EDIT: As #LeviRamsey noted, this 'single-threaded island' is basically actor model, and frameworks like Akka can make it a bit easier.

Category projections using kafka and cassandra for event-sourcing

I'm using Cassandra and Kafka for event-sourcing, and it works quite well. But I've just recently discovered a potentially major flaw in the design/set-up. A brief intro to how it is done:
The aggregate command handler is basically a kafka consumer, which consumes messages of interest on a topic:
1.1 When it receives a command, it loads all events for the aggregate, and replays the aggregate event handler for each event to get the aggregate up to current state.
1.2 Based on the command and businiss logic it then applies one or more events to the event store. This involves inserting the new event(s) to the event store table in cassandra. The events are stamped with a version number for the aggregate - starting at version 0 for a new aggregate, making projections possible. In addition it sends the event to another topic (for projection purposes).
1.3 A kafka consumer will listen on the topic upon these events are published. This consumer will act as a projector. When it receives an event of interest, it loads the current read model for the aggregate. It checks that the version of the event it has received is the expected version, and then updates the read model.
This seems to work very well. The problem is when I want to have what EventStore calls category projections. Let's take Order aggregate as an example. I can easily project one or more read models pr Order. But if I want to for example have a projection which contains a customers 30 last orders, then I would need a category projection.
I'm just scratching my head how to accomplish this. I'm curious to know if any other are using Cassandra and Kafka for event sourcing. I've read a couple of places that some people discourage it. Maybe this is the reason.
I know EventStore has support for this built in. Maybe using Kafka as event store would be a better solution.
With this kind of architecture, you have to choose between:
Global event stream per type - simple
Partitioned event stream per type - scalable
Unless your system is fairly high throughput (say at least 10s or 100s of events per second for sustained periods to the stream type in question), the global stream is the simpler approach. Some systems (such as Event Store) give you the best of both worlds, by having very fine-grained streams (such as per aggregate instance) but with the ability to combine them into larger streams (per stream type/category/partition, per multiple stream types, etc.) in a performant and predictable way out of the box, while still being simple by only requiring you to keep track of a single global event position.
If you go partitioned with Kafka:
Your projection code will need to handle concurrent consumer groups accessing the same read models when processing events for different partitions that need to go into the same models. Depending on your target store for the projection, there are lots of ways to handle this (transactions, optimistic concurrency, atomic operations, etc.) but it would be a problem for some target stores
Your projection code will need to keep track of the stream position of each partition, not just a single position. If your projection reads from multiple streams, it has to keep track of lots of positions.
Using a global stream removes both of those concerns - performance is usually likely to be good enough.
In either case, you'll likely also want to get the stream position into the long term event storage (i.e. Cassandra) - you could do this by having a dedicated process reading from the event stream (partitioned or global) and just updating the events in Cassandra with the global or partition position of each event. (I have a similar thing with MongoDB - I have a process reading the 'oplog' and copying oplog timestamps into events, since oplog timestamps are totally ordered).
Another option is to drop Cassandra from the initial command processing and use Kafka Streams instead:
Partitioned command stream is processed by joining with a partitioned KTable of aggregates
Command result and events are computed
Atomically, KTable is updated with changed aggregate, events are written to event stream and command response is written to command response stream.
You would then have a downstream event processor that copies the events into Cassandra for easier querying etc. (and which can add the Kafka stream position to each event as it does it to give the category ordering). This can help with catch up subscriptions, etc. if you don't want to use Kafka for long term event storage. (To catch up, you'd just read as far as you can from Cassandra and then switch to streaming from Kafka from the position of the last Cassandra event). On the other hand, Kafka itself can store events for ever, so this isn't always necessary.
I hope this helps a bit with understanding the tradeoffs and problems you might encounter.

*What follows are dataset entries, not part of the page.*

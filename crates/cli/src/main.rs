use std::path::PathBuf;

use anyhow::Result;
use bunlayer_core::{Architecture, BuildConfig, BuildOutcome, LayerBuilder, consts};
use clap::{Parser, ValueEnum};
use owo_colors::OwoColorize;
use tracing_subscriber::EnvFilter;

/// Build the Bun AWS Lambda layer archive.
///
/// Standalone entry point for the layer build: downloads the requested Bun
/// release, assembles the layer archive, and writes it to the output path.
/// Exits 0 when the archive was built or is already current.
#[derive(Parser)]
#[command(name = "bunlayer", version, about)]
struct Cli {
  /// Bun release to download (a version tag, or "latest")
  #[arg(short, long, default_value = consts::DEFAULT_RELEASE)]
  release: String,

  /// Target CPU architecture
  #[arg(short, long, value_enum, default_value_t = ArchArg::Aarch64)]
  arch: ArchArg,

  /// Download the release archive from this URL instead of the official endpoint
  #[arg(short = 'u', long = "url")]
  source_url: Option<String>,

  /// Path to write the layer archive to
  #[arg(short, long, default_value = consts::DEFAULT_OUTPUT_PATH)]
  output: PathBuf,
}

#[derive(Debug, Clone, Copy, ValueEnum)]
enum ArchArg {
  Aarch64,
  X64,
}

impl From<ArchArg> for Architecture {
  fn from(arch: ArchArg) -> Self {
    match arch {
      ArchArg::Aarch64 => Architecture::Aarch64,
      ArchArg::X64 => Architecture::X64,
    }
  }
}

#[tokio::main]
async fn main() -> Result<()> {
  tracing_subscriber::fmt()
    .with_env_filter(EnvFilter::from_default_env())
    .without_time()
    .init();

  let cli = Cli::parse();

  let builder = LayerBuilder::new(BuildConfig {
    release: cli.release,
    architecture: cli.arch.into(),
    source_url: cli.source_url,
    output_path: cli.output.clone(),
  });

  match builder.build().await? {
    BuildOutcome::AlreadyCurrent => {
      eprintln!(
        "{} {} is already current",
        "✓".green().bold(),
        cli.output.display()
      );
    }
    BuildOutcome::Built => {
      eprintln!("{} wrote {}", "✓".green().bold(), cli.output.display());
    }
  }

  Ok(())
}
//! bunlayer-core: build and inject a Bun runtime layer for AWS Lambda.
//!
//! Two collaborating components driven by one configuration object:
//! - [`build::LayerBuilder`] downloads a Bun release, assembles it into a
//!   layer archive (executable, `bootstrap`, `runtime.ts`, validation tag),
//!   and skips the work entirely when upstream content is unchanged.
//! - [`inject::inject`] registers that archive as a layer in a service
//!   manifest and attaches it to every function whose runtime and
//!   architecture are compatible.

pub mod build;
pub mod config;
pub mod consts;
pub mod inject;
pub mod manifest;
pub mod plugin;

pub use build::{BuildConfig, BuildError, BuildOutcome, LayerBuilder};
pub use config::{Architecture, ConfigError, PluginConfig, RawConfig};
pub use inject::{InjectConfig, inject, layer_logical_id};
pub use manifest::ServiceManifest;
pub use plugin::BunLayerPlugin;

How do you ensure that events are applied in order to read model?

This is easy for projections that subscribe to all events from the stream, you just keep version of the last event applied on your read model. But what do you do when projection is composite of multiple streams? Do you keep version of each stream that is partaking in the projection. But then what about the gaps, if you are not subscribing to all events? At most you can assert that version is greater than the last one. How do others deal with this? Do you respond to every event and bump up version(s)?
For the EventStore, I would suggest using the $all stream as the default stream for any read-model subscription.
I have used the category stream that essentially produces the snapshot of a given entity type but I stopped doing so since read-models serve a different purpose.
It might be not desirable to use the $all stream as it might also get events, which aren't domain events. Integration events could be an example. In this case, adding some attributes either to event contracts or to the metadata might help to create an internal (JS) projection that will create a special all stream for domain events, or any event category in that regard, where you can subscribe to. You can also use a negative condition, for example, filter out all system events and those that have the original stream name starting with Integration.
As well as processing messages in the correct order, you also have the problem of resuming a projection after it is restarted - how do you ensure you start from the right place when you restart?
The simplest option is to use an event store or message broker that both guarantees order and provides some kind of global stream position field (such as a global event number or an ordered timestamp with a disambiguating component such as MongoDB's Timestamp type). Event stores where you pull the events directly from the store (such as eventstore.org or homegrown ones built on a database) tend to guarantee this. Also, some message brokers like Apache Kafka guarantee ordering (again, this is pull-based). You want at-least-once ordered delivery, ideally.
This approach limits write scalability (reads scale fine, using read replicas) - you can shard your streams across multiple event store instances in various ways, then you have to track the position on a per-shard basis, which adds some complexity.
If you don't have these ordering, delivery and position guarantees, your life is much harder, and it may be hard to make the system completely reliable. You can:
Hold onto messages for a while after receiving them, before processing them, to allow other ones to arrive
Have code to detect missing or out-of-order messages. As you mention, this only works if you receive all events with a global sequence number or if you track all stream version numbers, and even then it isn't reliable in all cases.
For each individual stream, you keep things in order by fetching them from a data store that knows the correct order. A way of thinking of this is that your query the data store, and you get a Document Message back.
It may help to review Greg Young's Polyglot Data talk.
As for synchronization of events in multiple streams; a thing that you need to recognize is that events in different streams are inherently concurrent.
You can get some loose coordination between different streams if you have happens-before data encoded into your messages. "Event B happened in response to Event A, therefore A happened-before B". That gets you a partial ordering.
If you really do need a total ordering of everything everywhere, then you'll need to be looking into patterns like Lamport Clocks.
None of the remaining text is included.